Required action
Restate verbatim the span of lines below between the line with "filename src/lib.rs" and the line with "filename src/image_pipeline/source.rs", including those two lines, and only that span.

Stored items
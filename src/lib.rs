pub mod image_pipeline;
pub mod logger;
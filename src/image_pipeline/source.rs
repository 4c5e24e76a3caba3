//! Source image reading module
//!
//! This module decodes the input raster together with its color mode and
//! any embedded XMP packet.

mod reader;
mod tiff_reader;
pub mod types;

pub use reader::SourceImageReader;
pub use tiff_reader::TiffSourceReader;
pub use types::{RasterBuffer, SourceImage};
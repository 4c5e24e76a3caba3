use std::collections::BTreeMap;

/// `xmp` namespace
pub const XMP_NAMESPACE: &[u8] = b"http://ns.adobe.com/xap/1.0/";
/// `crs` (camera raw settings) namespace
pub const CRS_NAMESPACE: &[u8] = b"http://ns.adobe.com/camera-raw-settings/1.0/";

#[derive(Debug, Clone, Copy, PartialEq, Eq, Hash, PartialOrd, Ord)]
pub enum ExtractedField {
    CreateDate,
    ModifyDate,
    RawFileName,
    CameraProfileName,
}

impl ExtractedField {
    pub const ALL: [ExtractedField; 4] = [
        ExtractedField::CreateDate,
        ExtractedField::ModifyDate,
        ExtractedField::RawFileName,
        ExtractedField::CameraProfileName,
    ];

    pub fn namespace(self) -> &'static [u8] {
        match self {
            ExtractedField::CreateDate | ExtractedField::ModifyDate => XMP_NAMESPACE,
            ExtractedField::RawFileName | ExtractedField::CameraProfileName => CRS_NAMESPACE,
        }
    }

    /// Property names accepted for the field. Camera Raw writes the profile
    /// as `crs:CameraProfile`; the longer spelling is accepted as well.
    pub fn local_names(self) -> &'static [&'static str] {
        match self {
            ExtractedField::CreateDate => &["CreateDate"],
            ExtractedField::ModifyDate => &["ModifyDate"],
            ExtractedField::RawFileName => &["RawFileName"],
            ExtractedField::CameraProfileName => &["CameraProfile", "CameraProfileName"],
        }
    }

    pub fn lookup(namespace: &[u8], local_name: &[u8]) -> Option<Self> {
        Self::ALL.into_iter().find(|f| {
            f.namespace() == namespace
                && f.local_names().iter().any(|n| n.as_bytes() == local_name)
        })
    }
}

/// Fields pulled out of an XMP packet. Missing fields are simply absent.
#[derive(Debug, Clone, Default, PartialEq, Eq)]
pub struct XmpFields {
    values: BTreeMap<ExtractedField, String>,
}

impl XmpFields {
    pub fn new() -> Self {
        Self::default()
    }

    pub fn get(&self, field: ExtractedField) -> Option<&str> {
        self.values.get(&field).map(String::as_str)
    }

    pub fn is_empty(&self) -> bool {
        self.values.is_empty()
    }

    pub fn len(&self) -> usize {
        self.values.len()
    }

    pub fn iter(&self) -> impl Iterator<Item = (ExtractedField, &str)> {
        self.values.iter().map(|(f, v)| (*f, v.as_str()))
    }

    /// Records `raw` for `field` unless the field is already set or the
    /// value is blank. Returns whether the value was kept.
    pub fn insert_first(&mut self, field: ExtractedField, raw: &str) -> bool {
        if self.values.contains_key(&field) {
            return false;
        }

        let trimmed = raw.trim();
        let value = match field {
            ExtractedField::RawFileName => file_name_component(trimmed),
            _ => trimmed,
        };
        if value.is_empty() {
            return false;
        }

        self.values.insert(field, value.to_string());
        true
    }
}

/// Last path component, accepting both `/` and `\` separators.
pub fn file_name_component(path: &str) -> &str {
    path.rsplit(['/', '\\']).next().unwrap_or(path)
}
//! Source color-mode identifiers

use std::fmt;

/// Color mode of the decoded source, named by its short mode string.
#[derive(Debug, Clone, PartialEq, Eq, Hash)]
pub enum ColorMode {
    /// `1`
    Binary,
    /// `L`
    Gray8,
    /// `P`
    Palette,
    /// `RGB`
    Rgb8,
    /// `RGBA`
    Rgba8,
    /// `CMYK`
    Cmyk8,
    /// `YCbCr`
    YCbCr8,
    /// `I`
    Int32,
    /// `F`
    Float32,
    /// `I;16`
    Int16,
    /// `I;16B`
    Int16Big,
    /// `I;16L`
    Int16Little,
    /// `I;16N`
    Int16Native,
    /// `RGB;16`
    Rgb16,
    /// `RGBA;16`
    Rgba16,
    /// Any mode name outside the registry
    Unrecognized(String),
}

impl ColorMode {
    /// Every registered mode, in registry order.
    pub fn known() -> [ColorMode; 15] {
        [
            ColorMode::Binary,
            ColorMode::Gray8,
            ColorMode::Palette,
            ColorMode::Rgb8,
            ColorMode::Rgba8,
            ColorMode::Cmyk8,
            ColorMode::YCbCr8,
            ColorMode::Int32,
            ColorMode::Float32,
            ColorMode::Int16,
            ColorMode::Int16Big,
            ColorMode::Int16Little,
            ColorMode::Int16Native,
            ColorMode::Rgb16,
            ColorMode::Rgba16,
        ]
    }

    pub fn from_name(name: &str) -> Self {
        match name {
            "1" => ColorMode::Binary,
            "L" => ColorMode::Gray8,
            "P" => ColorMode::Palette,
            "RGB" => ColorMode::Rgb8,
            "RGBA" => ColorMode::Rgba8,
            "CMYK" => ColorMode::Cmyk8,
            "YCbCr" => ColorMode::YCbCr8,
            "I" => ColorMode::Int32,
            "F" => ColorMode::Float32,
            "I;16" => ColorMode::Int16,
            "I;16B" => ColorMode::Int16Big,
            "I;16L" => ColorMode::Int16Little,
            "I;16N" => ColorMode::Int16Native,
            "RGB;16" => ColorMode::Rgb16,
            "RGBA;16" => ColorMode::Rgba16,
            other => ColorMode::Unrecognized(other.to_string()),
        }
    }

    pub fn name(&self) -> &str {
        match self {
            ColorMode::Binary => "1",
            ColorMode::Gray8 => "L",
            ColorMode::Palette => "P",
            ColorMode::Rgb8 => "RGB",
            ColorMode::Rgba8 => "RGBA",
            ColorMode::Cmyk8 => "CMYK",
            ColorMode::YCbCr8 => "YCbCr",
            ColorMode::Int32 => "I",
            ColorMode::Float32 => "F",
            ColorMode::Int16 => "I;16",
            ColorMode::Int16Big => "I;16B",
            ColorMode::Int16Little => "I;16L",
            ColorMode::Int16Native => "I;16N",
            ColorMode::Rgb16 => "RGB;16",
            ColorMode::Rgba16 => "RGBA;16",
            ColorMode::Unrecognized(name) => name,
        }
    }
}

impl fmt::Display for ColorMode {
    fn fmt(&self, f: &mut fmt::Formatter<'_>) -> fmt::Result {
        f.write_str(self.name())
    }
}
* * *
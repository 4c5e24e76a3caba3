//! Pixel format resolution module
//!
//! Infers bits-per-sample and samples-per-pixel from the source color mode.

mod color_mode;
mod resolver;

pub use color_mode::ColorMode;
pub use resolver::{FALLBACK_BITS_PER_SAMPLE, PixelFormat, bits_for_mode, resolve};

Answer below
filename src/lib.rs
pub mod image_pipeline;
pub mod logger;
filename src/image_pipeline/source.rs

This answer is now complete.